Here are some hard facts on how women fare, from UNESCO:
* By 2016, fewer than half of the countries in the world had achieved the goal of gender parity in both primary and secondary education (UNESCO);
* 35% of women worldwide have experienced either physical and/or sexual violence in their lives (UN, 2015);
* Nearly two thirds of illiterate people are women, a proportion that has remained unchanged for two decades (UN, 2015);
* Women make up only 23.3% of Parliamentarians worldwide (IPU, 2017);
* Women account for two thirds of the world's poorest citizens (UNESCO, 2014);
* Women are underrepresented in scientific and technological disciplines.

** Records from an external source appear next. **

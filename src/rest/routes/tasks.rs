// rest/routes/tasks.rs — the shop to-do list.

use axum::{
    extract::{Path, Query, State},
    http::StatusCode,
    Extension, Json,
};
use serde::Deserialize;
use serde_json::{json, Value};

use super::{bad_request, internal_error, not_found, ApiError};
use crate::storage::TenantRow;
use crate::tasks;
use crate::AppContext;

#[derive(Deserialize)]
pub struct CreateTaskRequest {
    pub title: String,
    pub detail: Option<String>,
    pub due_at: Option<String>,
}

/// POST /api/v1/tasks — manual tasks only; the system opens its own.
pub async fn create_task(
    State(ctx): State<AppContext>,
    Extension(tenant): Extension<TenantRow>,
    Json(body): Json<CreateTaskRequest>,
) -> Result<(StatusCode, Json<Value>), ApiError> {
    if body.title.trim().is_empty() {
        return Err(bad_request("title is required"));
    }
    let task = ctx
        .storage
        .create_task(
            &tenant.id,
            body.title.trim(),
            body.detail.as_deref(),
            "manual",
            None,
            body.due_at.as_deref(),
        )
        .await
        .map_err(internal_error)?;
    Ok((StatusCode::CREATED, Json(json!({ "task": task }))))
}

#[derive(Deserialize)]
pub struct ListTasksQuery {
    pub status: Option<String>,
    pub limit: Option<i64>,
}

pub async fn list_tasks(
    State(ctx): State<AppContext>,
    Extension(tenant): Extension<TenantRow>,
    Query(q): Query<ListTasksQuery>,
) -> Result<Json<Value>, ApiError> {
    if let Some(ref status) = q.status {
        if !tasks::is_valid_status(status) {
            return Err(bad_request(format!("unknown status '{status}'")));
        }
    }
    let list = ctx
        .storage
        .list_tasks(
            &tenant.id,
            q.status.as_deref(),
            q.limit.unwrap_or(100).clamp(1, 500),
        )
        .await
        .map_err(internal_error)?;
    Ok(Json(json!({ "tasks": list })))
}

#[derive(Deserialize)]
pub struct UpdateTaskRequest {
    pub status: String,
}

pub async fn update_task(
    State(ctx): State<AppContext>,
    Extension(tenant): Extension<TenantRow>,
    Path(id): Path<String>,
    Json(body): Json<UpdateTaskRequest>,
) -> Result<Json<Value>, ApiError> {
    if !tasks::is_valid_status(&body.status) {
        return Err(bad_request(format!("unknown status '{}'", body.status)));
    }
    let updated = ctx
        .storage
        .set_task_status(&tenant.id, &id, &body.status)
        .await
        .map_err(internal_error)?;
    if !updated {
        return Err(not_found("Task"));
    }
    Ok(Json(json!({ "status": body.status })))
}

Only 29% of the world’s researchers are women (UNESCO, 2014)

As already noted above, it is often expected in many countries that women take on the domestic responsibilities and chores, and while many women do so, especially in more traditional cultures, these responsibilities and chores are unpaid work.

However, as the UN noted:
What is the real value of unpaid work? Around the world, women do the vast majority of the unpaid work, including child care, cooking, cleaning and farming. This unpaid work is essential for households and economies to function, but it is also valued less than paid work. UN Women expert Shahra Razavi reveals the real value of unpaid care, and how we can reduce the burden on women by tackling entrenched stereotypes. - See more at:

In Western cultures, this traditional arrangement wherein the husband is the breadwinner and the wife takes charge of the household is changing is no longer the norm, as more and more women are opting to get a job and pursue their own careers. Yet career women still carry the main burden of managing the household, not to mention child rearing.

Many women quit their jobs or careers in favor of taking care of their growing families. This is one factor others say women are often bypassed for promotions, or are not paid equally as their male peers.

These are just some of the travails confronting women today, and many stem from embedded sexism. Despite the strides and achievements women have reached, society and culture still expect men to enjoy more freedom at home and outside. Many conjugal disputes arise from unfair division of labor at home.

Thus, inequality starts in the home, but there is a need to change this narrative, and transform people's mindset. And change should also start right at home. Girls should be taught that they too can pursue their life's purpose.

"We need to send a message to every girl that she is valuable, powerful, and deserving of every chance and opportunity to pursue and achieve her own dreams," as Hillary Clinton said.

The sad reality in many places is that boys are brought up to believe they are the stronger sex; hence the male dominance and feelings of superiority that still prevail.

Importance of Gender Equality

Gender equality benefits the economy. Here's what a MckKinsey article said about this advantage:
In a new report, The power of parity: Advancing women’s equality in the United States, the McKinsey Global Institute (MGI) finds that every US state and city can add at least 5 percent to their GDP in that period by advancing the economic potential of women. Half of US states have the potential to add more than 10 percent, and the country’s 50 largest cities can increase GDP by 6 to 13 percent.

If women’s participation in the workforce increased, it would transform the global economy for the better. One study projects that if the female employment in the U.S. matched the male rates, our overall GDP would rise by 5 percent. In Japan, the GDP would jump by 9 percent. Addressing the education gap would be a good way to start to achieve these figures. The Council on Foreign Relations estimates that each country’s GDP grows by 3 percent for every additional 10 percent of girls going to school.

One feminist wrote that empowering women is just the right thing to do, and it is probably among the most efficient things any country can do to develop society.

Indeed. Women have the power to transform the world. They have tremendous capacity to make the world better. Without women, economies will not grow as much, for gender diversity drives economic success, among others. But mindsets need to transform as well, as the struggle for gender equality goes on.